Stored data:
^^^^
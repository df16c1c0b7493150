//! Retrieval orchestrator.
//!
//! The [`Retriever`] coordinates ingestion (chunk → embed → insert) and
//! querying (embed → search → filter) by composing an [`EmbeddingProvider`],
//! a [`VectorIndex`] and a [`Chunker`].
//!
//! # Example
//!
//! ```rust,ignore
//! use std::sync::Arc;
//! use scholar_rag::{HashingEmbeddingProvider, InMemoryVectorIndex, Retriever, RetrievedContext};
//!
//! let retriever = Retriever::builder()
//!     .embedding_provider(Arc::new(HashingEmbeddingProvider::default()))
//!     .index(Arc::new(InMemoryVectorIndex::new("study_docs")))
//!     .build()?;
//!
//! retriever.ingest("notes.txt", &text).await?;
//! match retriever.answer_context("What is osmosis?", 3).await? {
//!     RetrievedContext::Found(context) => println!("{}", context.text),
//!     RetrievedContext::NoRelevantContent(reason) => println!("{reason}"),
//! }
//! ```

use std::fmt;
use std::future::Future;
use std::sync::Arc;

use futures::StreamExt;
use futures::stream;
use serde::Serialize;
use tracing::{debug, error, info, warn};

use crate::chunking::{Chunker, WordWindowChunker};
use crate::config::RetrieverConfig;
use crate::document::{Chunk, Document, SearchResult};
use crate::embedding::EmbeddingProvider;
use crate::error::{RagError, Result};
use crate::vectorstore::VectorIndex;

/// Separator placed between passages when building a context block.
pub const CONTEXT_SEPARATOR: &str = "\n\n";

/// The stages a query moves through.
///
/// A query runs `Embedding → Searching → Filtering → Done`; a failure in any
/// stage moves it to `Failed` and the error is returned to the caller.
#[derive(Debug, Clone, Copy, PartialEq, Eq, Serialize)]
#[serde(rename_all = "snake_case")]
pub enum QueryStage {
    Embedding,
    Searching,
    Filtering,
    Done,
    Failed,
}

impl fmt::Display for QueryStage {
    fn fmt(&self, f: &mut fmt::Formatter<'_>) -> fmt::Result {
        let name = match self {
            Self::Embedding => "embedding",
            Self::Searching => "searching",
            Self::Filtering => "filtering",
            Self::Done => "done",
            Self::Failed => "failed",
        };
        f.write_str(name)
    }
}

/// Outcome of ingesting one document.
#[derive(Debug, Clone, PartialEq, Eq, Serialize)]
pub struct IngestReport {
    /// The ingested document's id.
    pub document_id: String,
    /// Number of chunks added to the index.
    pub chunks_inserted: usize,
    /// True when the document carried no indexable content.
    pub skipped: bool,
}

impl IngestReport {
    fn skipped(document_id: &str) -> Self {
        Self { document_id: document_id.to_string(), chunks_inserted: 0, skipped: true }
    }
}

/// Why a query produced no context.
#[derive(Debug, Clone, Copy, PartialEq, Eq, Serialize)]
#[serde(rename_all = "snake_case")]
pub enum NoContentReason {
    /// Nothing has been ingested yet.
    EmptyIndex,
    /// The index has entries but none survived search and filtering.
    NoMatches,
}

impl fmt::Display for NoContentReason {
    fn fmt(&self, f: &mut fmt::Formatter<'_>) -> fmt::Result {
        match self {
            Self::EmptyIndex => f.write_str("no documents have been ingested"),
            Self::NoMatches => f.write_str("no passage matched the question"),
        }
    }
}

/// Passages retrieved for a question and the context block built from them.
#[derive(Debug, Clone, PartialEq, Serialize)]
pub struct Context {
    /// Passage texts in ranked order, joined by [`CONTEXT_SEPARATOR`].
    pub text: String,
    /// The ranked passages.
    pub passages: Vec<SearchResult>,
}

/// The result of [`Retriever::answer_context`].
///
/// `NoRelevantContent` is a normal outcome, distinct from a system error.
/// Answer generation must not run on it.
#[derive(Debug, Clone, PartialEq, Serialize)]
#[serde(tag = "status", content = "detail", rename_all = "snake_case")]
pub enum RetrievedContext {
    Found(Context),
    NoRelevantContent(NoContentReason),
}

impl RetrievedContext {
    /// Whether any passage was retrieved.
    pub fn is_found(&self) -> bool {
        matches!(self, Self::Found(_))
    }

    /// Unwrap the context, turning the no-content signal into an error.
    ///
    /// # Errors
    ///
    /// [`RagError::EmptyIndex`] or [`RagError::NoRelevantContent`].
    pub fn into_found(self) -> Result<Context> {
        match self {
            Self::Found(context) => Ok(context),
            Self::NoRelevantContent(NoContentReason::EmptyIndex) => Err(RagError::EmptyIndex),
            Self::NoRelevantContent(NoContentReason::NoMatches) => {
                Err(RagError::NoRelevantContent)
            }
        }
    }
}

/// The retrieval orchestrator.
///
/// Construct one via [`Retriever::builder()`]. Construction never touches the
/// network; validate credentials and connectivity beforehand with
/// [`startup`](crate::startup).
pub struct Retriever {
    config: RetrieverConfig,
    embedding_provider: Arc<dyn EmbeddingProvider>,
    index: Arc<dyn VectorIndex>,
    chunker: Arc<dyn Chunker>,
}

impl Retriever {
    /// Create a new [`RetrieverBuilder`].
    pub fn builder() -> RetrieverBuilder {
        RetrieverBuilder::default()
    }

    /// Return a reference to the retriever configuration.
    pub fn config(&self) -> &RetrieverConfig {
        &self.config
    }

    /// Return a reference to the embedding provider.
    pub fn embedding_provider(&self) -> &Arc<dyn EmbeddingProvider> {
        &self.embedding_provider
    }

    /// Return a reference to the vector index.
    pub fn index(&self) -> &Arc<dyn VectorIndex> {
        &self.index
    }

    /// Ingest a document: chunk → embed → insert.
    ///
    /// Empty text and the [`UNSUPPORTED_CONTENT`](crate::UNSUPPORTED_CONTENT)
    /// sentinel are skipped without error. Chunks are embedded in batches of
    /// `embed_batch_size`, with up to `embed_concurrency` batches in flight,
    /// and inserted in ordinal order.
    ///
    /// # Errors
    ///
    /// - [`RagError::InvalidArgument`] if `document_id` is blank
    /// - [`RagError::EmbeddingUnavailable`] if the embedder fails or times out;
    ///   chunks inserted before the failure remain in the index
    /// - [`RagError::DuplicateId`] / [`RagError::DimensionMismatch`] from the index
    pub async fn ingest(&self, document_id: &str, text: &str) -> Result<IngestReport> {
        self.ingest_document(&Document::new(document_id, text)).await
    }

    /// Ingest a [`Document`]. See [`ingest`](Retriever::ingest).
    pub async fn ingest_document(&self, document: &Document) -> Result<IngestReport> {
        if document.id.trim().is_empty() {
            return Err(RagError::InvalidArgument("document id must not be blank".to_string()));
        }
        if document.is_unavailable() {
            info!(document.id = %document.id, "skipped document without indexable content");
            return Ok(IngestReport::skipped(&document.id));
        }

        let chunks = self.chunker.chunk(document);
        if chunks.is_empty() {
            info!(document.id = %document.id, chunk_count = 0, "ingested document (empty)");
            return Ok(IngestReport::skipped(&document.id));
        }

        let mut embedded = stream::iter(chunks.chunks(self.config.embed_batch_size))
            .map(|batch| async move { (batch, self.embed_chunks(batch).await) })
            .buffered(self.config.embed_concurrency);

        let mut inserted = 0;
        while let Some((batch, result)) = embedded.next().await {
            let embeddings = result.map_err(|e| {
                warn!(
                    document.id = %document.id,
                    inserted,
                    total = chunks.len(),
                    error = %e,
                    "embedding failed during ingestion, keeping chunks already inserted"
                );
                e
            })?;

            for (chunk, embedding) in batch.iter().zip(embeddings) {
                self.index.insert(chunk.clone(), embedding).await.map_err(|e| {
                    error!(
                        document.id = %document.id,
                        chunk.id = %chunk.id,
                        error = %e,
                        "insert failed"
                    );
                    e
                })?;
                inserted += 1;
            }
        }

        info!(document.id = %document.id, chunk_count = inserted, "ingested document");
        Ok(IngestReport {
            document_id: document.id.clone(),
            chunks_inserted: inserted,
            skipped: false,
        })
    }

    /// Ingest several documents in order, stopping at the first failure.
    ///
    /// # Errors
    ///
    /// Returns the first error; documents before it stay ingested.
    pub async fn ingest_batch(&self, documents: &[Document]) -> Result<Vec<IngestReport>> {
        let mut reports = Vec::with_capacity(documents.len());
        for document in documents {
            reports.push(self.ingest_document(document).await?);
        }
        Ok(reports)
    }

    /// Query the index: embed → search → filter by `min_score`.
    ///
    /// Returns at most `top_k` results ordered by descending score.
    ///
    /// # Errors
    ///
    /// - [`RagError::InvalidArgument`] for a blank question or `top_k == 0`
    /// - [`RagError::EmbeddingUnavailable`] if the question cannot be embedded
    /// - [`RagError::DimensionMismatch`] if the embedder disagrees with the index
    pub async fn search(&self, question: &str, top_k: usize) -> Result<Vec<SearchResult>> {
        if question.trim().is_empty() {
            return Err(RagError::InvalidArgument("question must not be blank".to_string()));
        }
        if top_k == 0 {
            return Err(RagError::InvalidArgument("top_k must be greater than zero".to_string()));
        }

        debug!(stage = %QueryStage::Embedding, "query stage");
        let query_embedding = self
            .with_timeout(self.embedding_provider.embed(question))
            .await
            .map_err(|e| failed(QueryStage::Embedding, e))?;

        debug!(stage = %QueryStage::Searching, top_k, "query stage");
        let results = self
            .index
            .search(&query_embedding, top_k)
            .await
            .map_err(|e| failed(QueryStage::Searching, e))?;

        debug!(stage = %QueryStage::Filtering, candidates = results.len(), "query stage");
        let filtered: Vec<SearchResult> = match self.config.min_score {
            Some(threshold) => results.into_iter().filter(|r| r.score >= threshold).collect(),
            None => results,
        };

        info!(stage = %QueryStage::Done, result_count = filtered.len(), "query completed");
        Ok(filtered)
    }

    /// Retrieve the `top_k` passages for `question` and join them into a context block.
    ///
    /// Returns [`RetrievedContext::NoRelevantContent`] instead of an empty
    /// context when nothing is retrieved.
    ///
    /// # Errors
    ///
    /// Same as [`search`](Retriever::search).
    pub async fn answer_context(&self, question: &str, top_k: usize) -> Result<RetrievedContext> {
        let passages = self.search(question, top_k).await?;
        if passages.is_empty() {
            let reason = if self.index.is_empty().await {
                NoContentReason::EmptyIndex
            } else {
                NoContentReason::NoMatches
            };
            info!(%reason, "no relevant content for query");
            return Ok(RetrievedContext::NoRelevantContent(reason));
        }

        let text = passages.iter().map(|p| p.text()).collect::<Vec<_>>().join(CONTEXT_SEPARATOR);
        Ok(RetrievedContext::Found(Context { text, passages }))
    }

    async fn embed_chunks(&self, batch: &[Chunk]) -> Result<Vec<Vec<f32>>> {
        let texts: Vec<&str> = batch.iter().map(|c| c.text.as_str()).collect();
        let embeddings = self.with_timeout(self.embedding_provider.embed_batch(&texts)).await?;
        if embeddings.len() != texts.len() {
            return Err(RagError::embedding(
                self.embedding_provider.name(),
                format!("returned {} embeddings for {} inputs", embeddings.len(), texts.len()),
            ));
        }
        Ok(embeddings)
    }

    async fn with_timeout<T>(&self, call: impl Future<Output = Result<T>>) -> Result<T> {
        let timeout = self.config.embed_timeout;
        match tokio::time::timeout(timeout, call).await {
            Ok(result) => result,
            Err(_) => Err(RagError::embedding(
                self.embedding_provider.name(),
                format!("no response within {timeout:?}"),
            )),
        }
    }
}

fn failed(stage: QueryStage, err: RagError) -> RagError {
    error!(%stage, next = %QueryStage::Failed, error = %err, "query failed");
    err
}

/// Builder for constructing a [`Retriever`].
///
/// `embedding_provider` and `index` are required. The configuration defaults
/// to [`RetrieverConfig::default()`] and the chunker to a
/// [`WordWindowChunker`] sized by `config.max_words`.
///
/// # Example
///
/// ```rust,ignore
/// let retriever = Retriever::builder()
///     .config(RetrieverConfig::builder().max_words(200).build()?)
///     .embedding_provider(Arc::new(embedder))
///     .index(Arc::new(InMemoryVectorIndex::new("docs")))
///     .chunker(Arc::new(my_sentence_chunker))  // optional
///     .build()?;
/// ```
#[derive(Default)]
pub struct RetrieverBuilder {
    config: Option<RetrieverConfig>,
    embedding_provider: Option<Arc<dyn EmbeddingProvider>>,
    index: Option<Arc<dyn VectorIndex>>,
    chunker: Option<Arc<dyn Chunker>>,
}

impl RetrieverBuilder {
    /// Set the retriever configuration.
    pub fn config(mut self, config: RetrieverConfig) -> Self {
        self.config = Some(config);
        self
    }

    /// Set the embedding provider.
    pub fn embedding_provider(mut self, provider: Arc<dyn EmbeddingProvider>) -> Self {
        self.embedding_provider = Some(provider);
        self
    }

    /// Set the vector index that owns the collection.
    pub fn index(mut self, index: Arc<dyn VectorIndex>) -> Self {
        self.index = Some(index);
        self
    }

    /// Replace the default word-window chunker.
    pub fn chunker(mut self, chunker: Arc<dyn Chunker>) -> Self {
        self.chunker = Some(chunker);
        self
    }

    /// Build the [`Retriever`].
    ///
    /// # Errors
    ///
    /// Returns [`RagError::ConfigError`] if a required field is missing or the
    /// configuration is invalid.
    pub fn build(self) -> Result<Retriever> {
        let config = self.config.unwrap_or_default();
        config.validate()?;
        let embedding_provider = self
            .embedding_provider
            .ok_or_else(|| RagError::ConfigError("embedding_provider is required".to_string()))?;
        let index =
            self.index.ok_or_else(|| RagError::ConfigError("index is required".to_string()))?;
        let chunker = match self.chunker {
            Some(chunker) => chunker,
            None => Arc::new(WordWindowChunker::new(config.max_words)?),
        };

        Ok(Retriever { config, embedding_provider, index, chunker })
    }
}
^^^^
- [Task brief]: Go through the records and count every line with the word "without"; the answer is the number alone.

- [Solution for this task]: 2